BEARS’ OFFENSE A MIX OF OLD AND NEW IDEAS
Nagy, a former offensive coordinator for Andy Reid in Kansas City, has brought an intriguing version of the West Coast offense to the Windy City. According to the MMQB’s Andy Benoit, “(Nagy’s) system features the misdirection, presnap motioning and multi-option plays that are now in vogue. Nagy aims to isolate specific defenders (often linebackers) and present them with run/pass assignment conflicts. He also gets defenders flowing one way as the ball goes another.”

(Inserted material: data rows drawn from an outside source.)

//! # Pricing Engine
//!
//! Pure functions turning an [`Order`] into the three bill figures.
//!
//! ## Service Charge Rule
//! ```text
//! ┌─────────────────────────────────────────────────────────────────────────┐
//! │  SERVICE CHARGE                                                         │
//! │                                                                         │
//! │  T     = order total                                                   │
//! │  tiers = floor(T / 100)          complete Rs. 100 blocks               │
//! │  raw   = tiers × (T × 0.01)      1% of T per tier                       │
//! │  cap   = T × 0.20                                                       │
//! │  charge = min(raw, cap)                                                 │
//! │                                                                         │
//! │  T = 99.99   → tiers 0  → charge 0.00                                   │
//! │  T = 230.00  → tiers 2  → raw 4.60,   cap 46.00  → 4.60                 │
//! │  T = 2500.00 → tiers 25 → raw 625.00, cap 500.00 → 500.00 (capped)      │
//! │                                                                         │
//! │  raw grows with T² until the 20% cap takes over at Rs. 2000.           │
//! └─────────────────────────────────────────────────────────────────────────┘
//! ```
//!
//! All math is done on minor units in i128. The per-tier charge rounds half
//! up to the nearest paisa. The cap rounds down, so the charge never exceeds
//! 20% of the total.
//!
//! ## Failure Handling
//! Every figure is a [`Figure`] (`Result<Money, PricingError>`). A failed
//! total also fails the service charge, and either failure fails the final
//! amount. [`Bill::from_order`] collects the three so the caller can render
//! each one on its own.

use crate::error::{PricingError, PricingResult};
use crate::money::Money;
use crate::order::Order;

/// Size of one service-charge tier, in minor units (Rs. 100.00).
pub const TIER_SIZE_MINOR: i64 = 100 * Money::MINOR_PER_MAJOR;

/// Upper bound of the service charge, as a percentage of the total.
pub const SERVICE_CHARGE_CAP_PERCENT: i64 = 20;

/// One computed bill figure: an amount, or the reason it is unavailable.
pub type Figure = PricingResult<Money>;

/// Sum of all item prices. An empty order totals zero.
///
/// ## Example
/// ```rust
/// use diner_core::menu::MenuOption;
/// use diner_core::money::Money;
/// use diner_core::order::{Order, PurchaseItem};
/// use diner_core::pricing::total_amount;
///
/// let burger = MenuOption::new("Veg Burger", Money::from_minor(11500)).unwrap();
/// let mut order = Order::new();
/// assert_eq!(total_amount(&order).unwrap(), Money::zero());
///
/// order.append(PurchaseItem::from_option(&burger));
/// order.append(PurchaseItem::from_option(&burger));
/// assert_eq!(total_amount(&order).unwrap(), Money::from_minor(23000));
/// ```
pub fn total_amount(order: &Order) -> Figure {
    order
        .iter()
        .enumerate()
        .try_fold(Money::zero(), |sum, (index, item)| {
            sum.checked_add(item.price())
                .ok_or(PricingError::TotalOverflow { items: index + 1 })
        })
}

/// Tiered service charge on the order total, capped at 20%.
pub fn service_charge(order: &Order) -> Figure {
    total_amount(order).map(service_charge_on)
}

/// Tiered service charge on an already computed total.
///
/// ## Example
/// ```rust
/// use diner_core::money::Money;
/// use diner_core::pricing::service_charge_on;
///
/// let charge = service_charge_on(Money::from_minor(23000));
/// assert_eq!(charge, Money::from_minor(460)); // 4.60
///
/// // 20% of 2000.03 is 400.006, the cap rounds down
/// let capped = service_charge_on(Money::from_minor(200_003));
/// assert_eq!(capped, Money::from_minor(40_000));
/// ```
pub fn service_charge_on(total: Money) -> Money {
    let t = i128::from(total.minor());
    let tiers = t.div_euclid(i128::from(TIER_SIZE_MINOR));

    let raw = div_round_half_up(tiers * t, 100);
    let cap = (t * i128::from(SERVICE_CHARGE_CAP_PERCENT)).div_euclid(100);

    // |cap| <= |t| / 5 + 1, so min(raw, cap) always fits back in i64
    Money::from_minor(raw.min(cap) as i64)
}

/// Order total plus service charge.
pub fn final_amount(order: &Order) -> Figure {
    let total = total_amount(order)?;
    add_charge(total, service_charge_on(total))
}

fn add_charge(total: Money, charge: Money) -> Figure {
    total
        .checked_add(charge)
        .ok_or(PricingError::FinalOverflow { total, charge })
}

/// `n / d` rounded to the nearest integer, halves rounded up.
fn div_round_half_up(n: i128, d: i128) -> i128 {
    (2 * n + d).div_euclid(2 * d)
}

// =============================================================================
// Bill
// =============================================================================

/// The three figures printed under an order.
#[derive(Debug, Clone, PartialEq, Eq)]
pub struct Bill {
    pub order_amount: Figure,
    pub service_charge: Figure,
    pub final_amount: Figure,
}

impl Bill {
    /// Prices an order. Never fails as a whole; each figure may.
    ///
    /// ## Example
    /// ```rust
    /// use diner_core::menu::Catalog;
    /// use diner_core::money::Money;
    /// use diner_core::order::{Order, PurchaseItem};
    /// use diner_core::pricing::Bill;
    ///
    /// let catalog = Catalog::builtin().unwrap();
    /// let burger = &catalog.food().unwrap().options()[0];
    /// let sprite = &catalog.beverages().unwrap().options()[0];
    ///
    /// let mut order = Order::new();
    /// order.append(PurchaseItem::from_option(burger));
    /// order.append(PurchaseItem::from_option(sprite));
    ///
    /// let bill = Bill::from_order(&order);
    /// assert_eq!(bill.order_amount, Ok(Money::from_minor(23000)));
    /// assert_eq!(bill.service_charge, Ok(Money::from_minor(460)));
    /// assert_eq!(bill.final_amount, Ok(Money::from_minor(23460)));
    /// ```
    pub fn from_order(order: &Order) -> Self {
        let order_amount = total_amount(order);
        let service_charge = order_amount.clone().map(service_charge_on);
        let final_amount = match (&order_amount, &service_charge) {
            (Ok(total), Ok(charge)) => add_charge(*total, *charge),
            (Err(e), _) | (_, Err(e)) => Err(e.clone()),
        };

        Bill {
            order_amount,
            service_charge,
            final_amount,
        }
    }

    /// True when all three figures are amounts.
    pub fn is_complete(&self) -> bool {
        self.order_amount.is_ok() && self.service_charge.is_ok() && self.final_amount.is_ok()
    }
}

// =============================================================================
// Unit Tests
// =============================================================================

#[cfg(test)]
mod tests {
    use super::*;
    use crate::menu::MenuOption;
    use crate::order::PurchaseItem;

    fn order_of(prices: &[i64]) -> Order {
        prices
            .iter()
            .map(|minor| {
                let option = MenuOption::new("Item", Money::from_minor(*minor)).unwrap();
                PurchaseItem::from_option(&option)
            })
            .collect()
    }

    fn charge(total_minor: i64) -> i64 {
        service_charge_on(Money::from_minor(total_minor)).minor()
    }

    #[test]
    fn test_total_amount() {
        assert_eq!(total_amount(&Order::new()), Ok(Money::zero()));
        assert_eq!(
            total_amount(&order_of(&[11500, 13000, 21500])),
            Ok(Money::from_minor(46000))
        );
    }

    #[test]
    fn test_empty_order() {
        let order = Order::new();
        assert_eq!(service_charge(&order), Ok(Money::zero()));
        assert_eq!(final_amount(&order), Ok(Money::zero()));
    }

    #[test]
    fn test_below_first_tier_is_free() {
        assert_eq!(charge(9999), 0);
        assert_eq!(charge(1), 0);
    }

    #[test]
    fn test_first_tier() {
        let order = order_of(&[10000]);
        assert_eq!(service_charge(&order), Ok(Money::from_minor(100)));
        assert_eq!(final_amount(&order), Ok(Money::from_minor(10100)));
    }

    #[test]
    fn test_cap_applies() {
        let order = order_of(&[250000]);
        assert_eq!(service_charge(&order), Ok(Money::from_minor(50000)));
        assert_eq!(final_amount(&order), Ok(Money::from_minor(300000)));
    }

    #[test]
    fn test_burger_and_sprite() {
        let order = order_of(&[11500, 11500]);
        assert_eq!(total_amount(&order), Ok(Money::from_minor(23000)));
        assert_eq!(service_charge(&order), Ok(Money::from_minor(460)));
        assert_eq!(final_amount(&order), Ok(Money::from_minor(23460)));
    }

    #[test]
    fn test_growth_is_not_linear() {
        // 3 tiers on 300.00 is 9.00, 3 tiers on 399.00 is 11.97
        assert_eq!(charge(30000), 900);
        assert_eq!(charge(39900), 1197);
        // Crossover: 20 tiers on 2000.00 equals the cap exactly
        assert_eq!(charge(200000), 40000);
        assert_eq!(charge(210000), 42000);
    }

    #[test]
    fn test_rounds_to_nearest_paisa() {
        // 1 tier on 123.45 = 1.2345 -> 1.23
        assert_eq!(charge(12345), 123);
        // 1 tier on 123.50 = 1.235 -> 1.24
        assert_eq!(charge(12350), 124);
    }

    #[test]
    fn test_charge_bounds_hold_across_totals() {
        for total in (0..600_000).step_by(997) {
            let c = charge(total);
            assert!(c >= 0, "negative charge on {total}");
            assert!(c * 5 <= total, "charge {c} above 20% of {total}");
        }
    }

    #[test]
    fn test_cap_never_rounds_above_twenty_percent() {
        // 20% of 2000.03 is 400.006
        assert_eq!(charge(200_003), 40_000);
        // 20% of 2500.04 is 500.008
        assert_eq!(charge(250_004), 50_000);
        for total in 200_000..200_100 {
            assert!(charge(total) * 5 <= total, "charge above 20% of {total}");
        }
    }

    #[test]
    fn test_final_is_total_plus_charge() {
        let cases: [&[i64]; 3] = [&[11500], &[17500, 19500, 21500], &[13000; 12]];
        for prices in cases {
            let order = order_of(prices);
            let total = total_amount(&order).unwrap();
            let charge = service_charge(&order).unwrap();
            assert_eq!(
                final_amount(&order).unwrap().minor(),
                total.minor() + charge.minor()
            );
        }
    }

    #[test]
    fn test_total_overflow_fails_every_figure() {
        let order = order_of(&[i64::MAX, 1]);
        let bill = Bill::from_order(&order);

        assert_eq!(bill.order_amount, Err(PricingError::TotalOverflow { items: 2 }));
        assert!(bill.service_charge.is_err());
        assert!(bill.final_amount.is_err());
        assert!(!bill.is_complete());
        assert_eq!(service_charge(&order), bill.service_charge);
    }

    #[test]
    fn test_final_overflow_keeps_other_figures() {
        let order = order_of(&[i64::MAX]);
        let bill = Bill::from_order(&order);

        assert_eq!(bill.order_amount, Ok(Money::from_minor(i64::MAX)));
        assert!(bill.service_charge.is_ok());
        assert!(matches!(
            bill.final_amount,
            Err(PricingError::FinalOverflow { .. })
        ));
        assert_eq!(final_amount(&order), bill.final_amount);
    }

    #[test]
    fn test_bill_matches_free_functions() {
        let order = order_of(&[11500, 13000, 17500]);
        let bill = Bill::from_order(&order);

        assert!(bill.is_complete());
        assert_eq!(bill.order_amount, total_amount(&order));
        assert_eq!(bill.service_charge, service_charge(&order));
        assert_eq!(bill.final_amount, final_amount(&order));
    }
}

Trubisky, in his second year out of the University of North Carolina, reminds one of a mix between Jake Plummer and Kirk Cousins. While not extremely athletic nor having an elite arm, Trubisky has just enough of both traits in order to play effectively. He also is very good at play-action, is decently accurate has solid vision outside of the pocket, despite not being great at handling the timing and rhythm of the passing game.
Wide receivers Allen Robinson and Taylor Gabriel are excellent vertical threats, while tight end Trey Burton possesses sure hands and good short-to-intermediate route running ability. Running back Jordan Howard is great at working off of inside and outside zone plays, and scatback Tarik Cohen – reminiscent of a young Darren Sproles – is used in Nagy’s misdirection concepts like the Chiefs use Tyreek Hill.
THIS AND THAT
- Colton Schmidt will take over punting duties from rookie Corey Bojorquez while the latter recovers from injury. Schmidt was the Bills’ punter for four years prior to the start of this season.
- The Bills’ offense is averaging just 10.9 points-per game, the third-worst output since 2000, 4.1 yards-per play (dead last in the league) and have had 33 offensive penalties, worst in the NFL.
- Buffalo has also allowed 29 sacks in eight games, and is on pace to surrender 58 this season.